Requirement ::
Each line of the records containing "rusqlite" is to be copied out and returned.
** Opening Given entries block **
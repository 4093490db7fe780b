use std::path::{Path, PathBuf};
use std::sync::Arc;

use murmur_core::api::RestClient;
use murmur_core::auth::{AuthClient, CredentialProvider, TokenManager};
use murmur_core::config::ClientConfig;
use murmur_core::models::NotificationKind;
use murmur_core::storage::{SqliteStorage, StateStorage};
use murmur_core::{ConversationRecord, MessageRecord, NotificationRecord};

use crate::config::{load_client_config, resolve_state_path};
use crate::error::CliError;
use crate::session_store::KeyringSessionStore;

pub type Credentials = TokenManager<KeyringSessionStore>;

const PREVIEW_CHARS: usize = 60;

/// Everything a command needs: resolved config, credentials and where local
/// state lives.
pub struct Context {
    pub config: ClientConfig,
    pub api_url: String,
    pub credentials: Arc<Credentials>,
    pub state_path: PathBuf,
}

impl Context {
    pub fn new(config_path: Option<&Path>, state_path: Option<PathBuf>) -> Result<Self, CliError> {
        let config = load_client_config(config_path)?;
        let api_url = config.api_base_url()?;
        let client = AuthClient::new(&api_url, KeyringSessionStore::for_api(&api_url))?;
        let credentials = Arc::new(TokenManager::new(client, config.token_refresh_lead()));
        Ok(Self {
            config,
            api_url,
            credentials,
            state_path: resolve_state_path(state_path),
        })
    }

    /// Restore the stored session, failing when there is none.
    pub async fn require_session(&self) -> Result<(), CliError> {
        self.credentials.restore().await?;
        if self.credentials.is_authenticated() {
            Ok(())
        } else {
            Err(CliError::NotSignedIn)
        }
    }

    pub fn rest_client(&self) -> Result<RestClient<Credentials>, CliError> {
        Ok(RestClient::new(&self.api_url, Arc::clone(&self.credentials))?)
    }

    pub fn open_storage(&self) -> Result<Arc<dyn StateStorage>, CliError> {
        Ok(Arc::new(SqliteStorage::open(&self.state_path)?))
    }
}

/// First line of `text`, cut to `max_chars`.
pub fn preview(text: &str, max_chars: usize) -> String {
    let line = text.lines().next().unwrap_or_default().trim();
    if line.chars().count() <= max_chars {
        return line.to_string();
    }
    let mut cut: String = line.chars().take(max_chars.saturating_sub(3)).collect();
    cut.push_str("...");
    cut
}

pub fn format_conversation_line(conversation: &ConversationRecord) -> String {
    let presence = if conversation.online { '*' } else { ' ' };
    let unread = match conversation.unread_count {
        0 => String::new(),
        count => format!(" ({count} unread)"),
    };
    format!(
        "{:>6} {presence} {}{unread}  {}  {}",
        conversation.id,
        conversation.peer_username,
        preview(&conversation.last_message, PREVIEW_CHARS),
        conversation.last_message_time,
    )
}

pub const fn notification_kind_label(kind: NotificationKind) -> &'static str {
    match kind {
        NotificationKind::Follow => "follow",
        NotificationKind::Like => "like",
        NotificationKind::Comment => "comment",
        NotificationKind::Mention => "mention",
        NotificationKind::Other => "other",
    }
}

pub fn format_notification_line(notification: &NotificationRecord) -> String {
    let marker = if notification.is_read { ' ' } else { '*' };
    format!(
        "{:>6} {marker} [{}] {}: {}  {}",
        notification.id,
        notification_kind_label(notification.kind),
        notification.actor.username,
        preview(&notification.content, PREVIEW_CHARS),
        notification.created_at,
    )
}

pub fn format_message_line(message: &MessageRecord) -> String {
    let author = if message.is_own {
        "you"
    } else {
        message.sender.as_deref().unwrap_or("them")
    };
    let receipt = if message.is_own && !message.read_by.is_empty() {
        " (read)"
    } else {
        ""
    };
    format!("{}  {author}: {}{receipt}", message.sent_at, message.text)
}
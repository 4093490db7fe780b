//! Local state database migrations

use rusqlite::Connection;

use crate::error::Result;

/// Current schema version
const CURRENT_VERSION: i32 = 1;

/// Run all pending migrations
pub fn run(conn: &Connection) -> Result<()> {
    let version = get_version(conn)?;

    if version < 1 {
        migrate_v1(conn)?;
    }

    Ok(())
}

/// Get the current schema version
fn get_version(conn: &Connection) -> Result<i32> {
    let exists: bool = conn.query_row(
        "SELECT EXISTS(SELECT 1 FROM sqlite_master WHERE type='table' AND name='schema_version')",
        [],
        |row| row.get(0),
    )?;

    if !exists {
        return Ok(0);
    }

    let version = conn.query_row(
        "SELECT COALESCE(MAX(version), 0) FROM schema_version",
        [],
        |row| row.get(0),
    )?;
    Ok(version)
}

/// Migration to version 1: key/value state table
fn migrate_v1(conn: &Connection) -> Result<()> {
    tracing::info!("Running local state migration v1");

    conn.execute_batch(
        r"
        CREATE TABLE IF NOT EXISTS schema_version (
            version INTEGER PRIMARY KEY,
            applied_at INTEGER NOT NULL
        );

        CREATE TABLE IF NOT EXISTS local_state (
            key TEXT PRIMARY KEY NOT NULL,
            value TEXT NOT NULL,
            updated_at INTEGER NOT NULL
        );
        ",
    )?;

    conn.execute(
        "INSERT INTO schema_version (version, applied_at) VALUES (?1, ?2)",
        rusqlite::params![CURRENT_VERSION, chrono::Utc::now().timestamp_millis()],
    )?;

    Ok(())
}
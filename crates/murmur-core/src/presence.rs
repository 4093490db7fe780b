//! Presence propagation onto the conversation store

use crate::events::PresenceUpdate;
use crate::store::ConversationStore;

/// Apply a presence signal to every conversation with the signalled peer.
///
/// Total over the store: an unknown peer changes nothing. Returns the number
/// of conversations updated.
pub fn apply_presence(store: &mut ConversationStore, update: &PresenceUpdate) -> usize {
    let changed = store.set_presence(update.user_id, update.online, update.last_active.as_deref());
    if changed == 0 {
        tracing::debug!(user_id = update.user_id, "Presence update matched no conversation");
    }
    changed
}

#[cfg(test)]
mod tests {
    use std::sync::Arc;

    use super::*;
    use crate::models::ConversationRecord;
    use crate::storage::MemoryStorage;
    use pretty_assertions::assert_eq;

    fn record(id: i64, peer_id: i64, last_active: Option<&str>) -> ConversationRecord {
        ConversationRecord {
            id,
            peer_username: String::new(),
            peer_avatar: None,
            peer_id,
            last_message: String::new(),
            last_message_time: String::new(),
            unread_count: 0,
            online: false,
            last_active: last_active.map(str::to_owned),
        }
    }

    #[test]
    fn missing_last_active_keeps_known_value() {
        let mut store = ConversationStore::new(Arc::new(MemoryStorage::new()));
        store.replace_all(vec![record(1, 5, Some("yesterday"))]);

        apply_presence(
            &mut store,
            &PresenceUpdate {
                user_id: 5,
                online: true,
                last_active: None,
            },
        );

        let convo = store.get(1).unwrap();
        assert!(convo.online);
        assert_eq!(convo.last_active.as_deref(), Some("yesterday"));
    }

    #[test]
    fn unknown_peer_is_a_no_op() {
        let mut store = ConversationStore::new(Arc::new(MemoryStorage::new()));
        store.replace_all(vec![record(1, 5, None)]);
        let before = store.list().to_vec();

        let changed = apply_presence(
            &mut store,
            &PresenceUpdate {
                user_id: 6,
                online: true,
                last_active: None,
            },
        );

        assert_eq!(changed, 0);
        assert_eq!(store.list(), before.as_slice());
    }

    #[test]
    fn empty_store_is_a_no_op() {
        let mut store = ConversationStore::new(Arc::new(MemoryStorage::new()));
        let update = PresenceUpdate {
            user_id: 1,
            online: false,
            last_active: Some("now".to_string()),
        };
        assert_eq!(apply_presence(&mut store, &update), 0);
        assert!(store.is_empty());
    }
}
//! Session handling and the credential provider consumed by the channels and
//! the REST client.

mod client;
mod token;

use std::fmt;
use std::sync::{Arc, Mutex};
use std::time::Duration;

use base64::engine::general_purpose::URL_SAFE_NO_PAD;
use base64::Engine as _;
use serde::{Deserialize, Serialize};
use thiserror::Error;

use crate::models::UserId;
use crate::util::unix_timestamp_now;

pub use client::{normalize_api_url, AuthClient};
pub use token::{CredentialProvider, TokenManager};

#[derive(Debug, Clone, PartialEq, Eq, Serialize, Deserialize)]
pub struct AuthUser {
    pub id: UserId,
    pub username: String,
    #[serde(default)]
    pub email: Option<String>,
}

#[derive(Clone, PartialEq, Eq, Serialize, Deserialize)]
pub struct AuthSession {
    pub access_token: String,
    pub refresh_token: String,
    #[serde(default)]
    pub user: Option<AuthUser>,
}

impl AuthSession {
    /// Expiry of the access token as a Unix timestamp, read from its `exp`
    /// claim.
    pub fn expires_at(&self) -> Option<i64> {
        jwt_expiry(&self.access_token)
    }

    /// True when the access token expires within `lead` from now.
    ///
    /// A token without a readable `exp` claim counts as expiring.
    #[must_use]
    pub fn expires_within(&self, lead: Duration) -> bool {
        let lead = i64::try_from(lead.as_secs()).unwrap_or(i64::MAX);
        self.expires_at()
            .is_none_or(|exp| exp <= unix_timestamp_now().saturating_add(lead))
    }
}

impl fmt::Debug for AuthSession {
    fn fmt(&self, formatter: &mut fmt::Formatter<'_>) -> fmt::Result {
        formatter
            .debug_struct("AuthSession")
            .field("access_token", &"[REDACTED]")
            .field("refresh_token", &"[REDACTED]")
            .field("user", &self.user)
            .finish()
    }
}

#[derive(Debug, Error)]
pub enum AuthError {
    #[error("Not signed in.")]
    NotSignedIn,
    #[error("Invalid auth configuration: {0}")]
    InvalidConfiguration(&'static str),
    #[error("HTTP request failed: {0}")]
    Http(#[from] reqwest::Error),
    #[error("Failed to parse JSON payload: {0}")]
    Json(#[from] serde_json::Error),
    #[error("Auth API error: {0}")]
    Api(String),
    #[error("Auth API error: {message}")]
    Status { status: u16, message: String },
    #[error("Secure storage error: {0}")]
    SecureStorage(String),
}

impl AuthError {
    /// True when the server refused the session itself, or it can never be
    /// refreshed. Outages and 5xx responses are not rejections.
    pub const fn is_rejection(&self) -> bool {
        matches!(
            self,
            Self::Status {
                status: 400 | 401 | 403,
                ..
            } | Self::InvalidConfiguration(_)
        )
    }
}

pub type AuthResult<T> = Result<T, AuthError>;

pub trait SessionPersistence: Clone + Send + Sync + 'static {
    fn load_session(&self) -> AuthResult<Option<AuthSession>>;
    fn save_session(&self, session: &AuthSession) -> AuthResult<()>;
    fn clear_session(&self) -> AuthResult<()>;
}

/// Session persistence that lives only as long as the process.
#[derive(Debug, Clone, Default)]
pub struct MemorySessionStore {
    session: Arc<Mutex<Option<AuthSession>>>,
}

impl MemorySessionStore {
    pub fn new() -> Self {
        Self::default()
    }

    pub fn with_session(session: AuthSession) -> Self {
        Self {
            session: Arc::new(Mutex::new(Some(session))),
        }
    }
}

impl SessionPersistence for MemorySessionStore {
    fn load_session(&self) -> AuthResult<Option<AuthSession>> {
        self.session
            .lock()
            .map(|guard| guard.clone())
            .map_err(|error| AuthError::SecureStorage(error.to_string()))
    }

    fn save_session(&self, session: &AuthSession) -> AuthResult<()> {
        *self
            .session
            .lock()
            .map_err(|error| AuthError::SecureStorage(error.to_string()))? = Some(session.clone());
        Ok(())
    }

    fn clear_session(&self) -> AuthResult<()> {
        *self
            .session
            .lock()
            .map_err(|error| AuthError::SecureStorage(error.to_string()))? = None;
        Ok(())
    }
}

#[derive(Deserialize)]
struct JwtClaims {
    exp: Option<i64>,
}

/// Read the `exp` claim of a JWT without verifying its signature.
pub fn jwt_expiry(token: &str) -> Option<i64> {
    let payload = token.split('.').nth(1)?;
    let bytes = URL_SAFE_NO_PAD
        .decode(payload.trim_end_matches('='))
        .ok()?;
    serde_json::from_slice::<JwtClaims>(&bytes).ok()?.exp
}

#[cfg(test)]
pub(crate) fn fake_jwt(exp: i64) -> String {
    let header = URL_SAFE_NO_PAD.encode(br#"{"alg":"HS256","typ":"JWT"}"#);
    let claims = URL_SAFE_NO_PAD.encode(format!(r#"{{"exp":{exp},"user_id":1}}"#));
    format!("{header}.{claims}.signature")
}

#[cfg(test)]
mod tests {
    use super::*;
    use pretty_assertions::assert_eq;

    fn session(access_token: String) -> AuthSession {
        AuthSession {
            access_token,
            refresh_token: "refresh".to_string(),
            user: None,
        }
    }

    #[test]
    fn reads_exp_claim() {
        assert_eq!(jwt_expiry(&fake_jwt(1_700_000_000)), Some(1_700_000_000));
        assert_eq!(jwt_expiry("not-a-jwt"), None);
        assert_eq!(jwt_expiry("a.!!!.c"), None);
    }

    #[test]
    fn expiry_lead_time() {
        let now = unix_timestamp_now();
        let lead = Duration::from_secs(10);
        assert!(!session(fake_jwt(now + 3_600)).expires_within(lead));
        assert!(session(fake_jwt(now + 5)).expires_within(lead));
        assert!(session("opaque".to_string()).expires_within(lead));
    }

    #[test]
    fn session_debug_redacts_tokens() {
        let session = AuthSession {
            access_token: "secret-access-token".to_string(),
            refresh_token: "secret-refresh-token".to_string(),
            user: Some(AuthUser {
                id: 1,
                username: "ana".to_string(),
                email: None,
            }),
        };
        let rendered = format!("{session:?}");
        assert!(!rendered.contains("secret-access-token"));
        assert!(!rendered.contains("secret-refresh-token"));
        assert!(rendered.contains("[REDACTED]"));
    }

    #[test]
    fn only_client_errors_reject_the_session() {
        let status = |status| AuthError::Status {
            status,
            message: String::new(),
        };
        assert!(status(401).is_rejection());
        assert!(status(400).is_rejection());
        assert!(status(403).is_rejection());
        assert!(!status(500).is_rejection());
        assert!(!status(503).is_rejection());
        assert!(!status(429).is_rejection());
        assert!(!AuthError::NotSignedIn.is_rejection());
    }

    #[test]
    fn memory_store_round_trips() {
        let store = MemorySessionStore::new();
        assert_eq!(store.load_session().unwrap(), None);
        store.save_session(&session("a".to_string())).unwrap();
        assert_eq!(
            store.load_session().unwrap().map(|s| s.access_token),
            Some("a".to_string())
        );
        store.clear_session().unwrap();
        assert_eq!(store.load_session().unwrap(), None);
    }
}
** Closing Given entries block **
Worked solution ::
use rusqlite::Connection;
        rusqlite::params![CURRENT_VERSION, chrono::Utc::now().timestamp_millis()],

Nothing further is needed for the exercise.